Daily Podcast – August 13, 2018

13th August 2018 By: Thabi Shomolekae - Creamer Media Senior Writer

Daily Podcast – August 13, 2018

Shaun Abrahams
Photo by: Reuters

For Creamer Media in Johannesburg, I’m Thabi Madiba.

Making headlines: ConCourt finds Abrahams' appointment as NPA boss unconstitutional and invalid; Seven killed in DRC exacerbating fight against Ebola; And, Eskom vows to take disciplinary action against striking workers

 

ConCourt finds Abrahams's appointment as NPA boss unconstitutional and invalid

The Constitutional Court today found that the appointment of National Prosecuting Authority boss Shaun Abrahams was unconstitutional and invalid.

Justice Mbuyiseli Madlanga said former president Jacob Zuma's decision to remove Abrahams’s predecessor Mxolisi Nxasana from his position as the National Director of Public Prosecutions was an abuse of power and that Abrahams was a beneficiary of that abuse.

Previously, on December 8, 2017, the North Gauteng High Court in Pretoria declared Zuma's conduct in the matter unconstitutional.

Consequently, in December 2017 Judge Dunstan Mlambo ordered President Cyril Ramaphosa - while he was still deputy president - to appoint a new head of the NPA after the court declared the post vacant.

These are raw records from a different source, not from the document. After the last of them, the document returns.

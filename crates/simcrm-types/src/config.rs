//! Engine configuration.
//!
//! `EngineConfig` is loaded from `simcrm.toml` by the infrastructure layer.
//! All fields have defaults so a missing or partial file still yields a
//! runnable engine.

use serde::{Deserialize, Serialize};

/// Top-level configuration for the simulation engine.
#[derive(Debug, Clone, Serialize, Deserialize)]
pub struct EngineConfig {
    /// Due-step poll interval in seconds.
    #[serde(default = "default_poll_interval_secs")]
    pub poll_interval_secs: u64,

    /// Maximum steps claimed per poll pass.
    #[serde(default = "default_poll_batch_size")]
    pub poll_batch_size: u32,

    /// Fail reference resolution instead of falling back to search.
    #[serde(default)]
    pub strict_references: bool,

    /// Fail content generation on parse/validation trouble instead of
    /// falling back to the step's template payload.
    #[serde(default)]
    pub strict_generation: bool,

    /// Search the CRM for an existing record before creating one.
    #[serde(default = "default_true")]
    pub deduplicate_creates: bool,

    /// Maximum re-queues of a `failed` step via `retry_failed_steps`.
    #[serde(default = "default_step_retry_limit")]
    pub step_retry_limit: u32,

    /// Base backoff in seconds applied when re-queueing a failed step.
    #[serde(default = "default_step_retry_backoff_secs")]
    pub step_retry_backoff_secs: u64,

    /// Rate limiter / concurrency governor settings.
    #[serde(default)]
    pub governor: GovernorConfig,

    /// Content cache time-to-live in seconds.
    #[serde(default = "default_cache_ttl_secs")]
    pub cache_ttl_secs: u64,
}

/// Settings for the rate limiter / concurrency governor.
#[derive(Debug, Clone, Serialize, Deserialize)]
pub struct GovernorConfig {
    /// Global ceiling on concurrent external calls, shared across providers.
    #[serde(default = "default_max_concurrency")]
    pub max_concurrency: usize,

    /// Maximum attempts per governed call (shared by rate-limit and
    /// transient retries).
    #[serde(default = "default_max_attempts")]
    pub max_attempts: u32,

    /// Base delay for exponential backoff, in milliseconds.
    #[serde(default = "default_base_delay_ms")]
    pub base_delay_ms: u64,

    /// Upper bound on any computed delay, in milliseconds.
    #[serde(default = "default_max_delay_ms")]
    pub max_delay_ms: u64,

    /// Jitter fraction added to delays (0.25 = up to +25%).
    #[serde(default = "default_jitter")]
    pub jitter: f64,

    /// Timeout applied to each individual external call, in seconds.
    #[serde(default = "default_call_timeout_secs")]
    pub call_timeout_secs: u64,
}

fn default_poll_interval_secs() -> u64 {
    30
}

fn default_poll_batch_size() -> u32 {
    25
}

fn default_true() -> bool {
    true
}

fn default_step_retry_limit() -> u32 {
    3
}

fn default_step_retry_backoff_secs() -> u64 {
    300
}

fn default_cache_ttl_secs() -> u64 {
    3600
}

fn default_max_concurrency() -> usize {
    8
}

fn default_max_attempts() -> u32 {
    5
}

fn default_base_delay_ms() -> u64 {
    500
}

fn default_max_delay_ms() -> u64 {
    60_000
}

fn default_jitter() -> f64 {
    0.25
}

fn default_call_timeout_secs() -> u64 {
    60
}

impl Default for EngineConfig {
    fn default() -> Self {
        Self {
            poll_interval_secs: default_poll_interval_secs(),
            poll_batch_size: default_poll_batch_size(),
            strict_references: false,
            strict_generation: false,
            deduplicate_creates: true,
            step_retry_limit: default_step_retry_limit(),
            step_retry_backoff_secs: default_step_retry_backoff_secs(),
            governor: GovernorConfig::default(),
            cache_ttl_secs: default_cache_ttl_secs(),
        }
    }
}

impl Default for GovernorConfig {
    fn default() -> Self {
        Self {
            max_concurrency: default_max_concurrency(),
            max_attempts: default_max_attempts(),
            base_delay_ms: default_base_delay_ms(),
            max_delay_ms: default_max_delay_ms(),
            jitter: default_jitter(),
            call_timeout_secs: default_call_timeout_secs(),
        }
    }
}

Mlambo had ruled that it would not be just for Nxasana to be reinstated and that due to his pending corruption case, Zuma was conflicted in appointing an NDPP.

 

Seven killed in DRC exacerbating fight against Ebola

Highlighting the dangers in containing an Ebola outbreak in a war zone, suspected rebels killed seven people in north-eastern Democratic Republic of Congo and sent residents fleeing.

Global health officials have warned that combating this virus outbreak in the DRC is complicated by multiple armed groups in the mineral-rich region and a restless population that includes one-million displaced people and scores of refugees leaving for nearby Uganda every week.

 

And, Eskom vows to take disciplinary action against striking workers

Power utility Eskom today vowed to take disciplinary action against its workers who embarked on industrial action and damaged infrastructure last week as the power utility and unions failed to reach an agreement in protracted wage negotiations.

The National Union of Metalworkers of South Africa last week threatened to go on a massive strike at Eskom over the wage dispute, saying the State-owned electricity company was negotiating in bad faith. The National Union of Mineworkers, said it would only sign a deal if Eskom removed the precondition of disciplinary action.

But Eskom is not relenting, saying in a statement that those employees who engaged in potentially criminal acts of destruction of property and sabotage were now outside the company's jurisdiction and in the hands of the police.